In Cook and Kane counties Black residents are dying of COVID-19 at slightly lower rates compared to 2019 deaths from all causes.

But in the suburban portion of Cook County, Black residents represent 19.8% of COVID-19 deaths compared to 17.6% of all 2019 deaths, according to data on COVID-19 deaths supplied by the Cook County medical examiner's office and IDPH mortality data for 2019.

In Kane County, Black residents represented 4% of COVID-19 deaths, lower than the 5.7% of all deaths in 2019. Kane County also has the fewest COVID-19 deaths among the five counties.

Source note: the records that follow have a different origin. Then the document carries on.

//! Command-line arguments and how they combine with a config file

use std::path::PathBuf;

use clap::Parser;
use tileglow_config::{ConfigError, GeneratorConfig, GlowStyle};

fn parse_glow(value: &str) -> Result<GlowStyle, String> {
    GlowStyle::parse(value).ok_or_else(|| format!("unknown glow style '{value}' (expected layered or blur)"))
}

#[derive(Parser, Debug, Default)]
#[command(name = "tileglow", about = "Generate a neon macOS AppIcon.appiconset", version)]
pub struct Args {
    /// Output directory (default: tile_3/Assets.xcassets/AppIcon.appiconset)
    #[arg(long)]
    pub out_dir: Option<PathBuf>,

    /// TOML file with generator settings; flags override its values
    #[arg(long)]
    pub config: Option<PathBuf>,

    /// Glow style around the content border: layered or blur
    #[arg(long, value_parser = parse_glow)]
    pub glow: Option<GlowStyle>,

    /// Render sizes in parallel
    #[arg(long)]
    pub parallel: bool,

    /// Only verify an existing iconset, do not write anything
    #[arg(long)]
    pub check: bool,

    /// Enable debug logging
    #[arg(short, long)]
    pub verbose: bool,
}

impl Args {
    /// Build the effective generator config: file (or defaults), then flags
    pub fn resolve(&self) -> Result<GeneratorConfig, ConfigError> {
        let mut config = match &self.config {
            Some(path) => GeneratorConfig::load(path)?,
            None => GeneratorConfig::default(),
        };
        if let Some(dir) = &self.out_dir {
            config.output_dir = dir.clone();
        }
        if let Some(glow) = self.glow {
            config.glow = glow;
        }
        if self.parallel {
            config.parallel = true;
        }
        Ok(config)
    }

    /// Default `EnvFilter` directive when `RUST_LOG` is unset
    pub fn log_directive(&self) -> &'static str {
        if self.verbose { "debug" } else { "info" }
    }
}

#[cfg(test)]
mod tests {
    use super::*;
    use tileglow_config::DEFAULT_OUTPUT_DIR;

    #[test]
    fn test_no_arguments_is_reference_behaviour() {
        let args = Args::try_parse_from(["tileglow"]).unwrap();
        let config = args.resolve().unwrap();
        assert_eq!(config, GeneratorConfig::default());
        assert_eq!(config.output_dir, PathBuf::from(DEFAULT_OUTPUT_DIR));
        assert_eq!(args.log_directive(), "info");
    }

    #[test]
    fn test_flags_override_config_file() {
        let tmp = tempfile::tempdir().unwrap();
        let path = tmp.path().join("tileglow.toml");
        std::fs::write(&path, "output_dir = \"from_file\"\nglow = \"blur\"\n").unwrap();

        let args = Args::try_parse_from([
            "tileglow",
            "--config",
            path.to_str().unwrap(),
            "--out-dir",
            "from_flag",
            "--parallel",
        ])
        .unwrap();
        let config = args.resolve().unwrap();
        assert_eq!(config.output_dir, PathBuf::from("from_flag"));
        assert_eq!(config.glow, GlowStyle::Blur);
        assert!(config.parallel);
    }

    #[test]
    fn test_glow_flag() {
        let args = Args::try_parse_from(["tileglow", "--glow", "blur", "-v"]).unwrap();
        assert_eq!(args.glow, Some(GlowStyle::Blur));
        assert_eq!(args.log_directive(), "debug");
        assert!(Args::try_parse_from(["tileglow", "--glow", "fog"]).is_err());
    }

    #[test]
    fn test_missing_config_file() {
        let args = Args {
            config: Some(PathBuf::from("/no/such/tileglow.toml")),
            ..Args::default()
        };
        assert!(matches!(args.resolve(), Err(ConfigError::Read { .. })));
    }
}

The non-Hispanic white population represented 63% of all 2019 deaths in Cook, DuPage, Kane, Lake and Will counties, according to IDPH records. However, just 45.1% of the COVID-19 deaths were white residents of those counties, according to the CDC.

In an effort to combat the health disparities seen during the pandemic, IDPH launched a number of outreach initiatives and made a point of establishing testing sites in communities “disproportionately impacted” by the virus, IDPH officials said.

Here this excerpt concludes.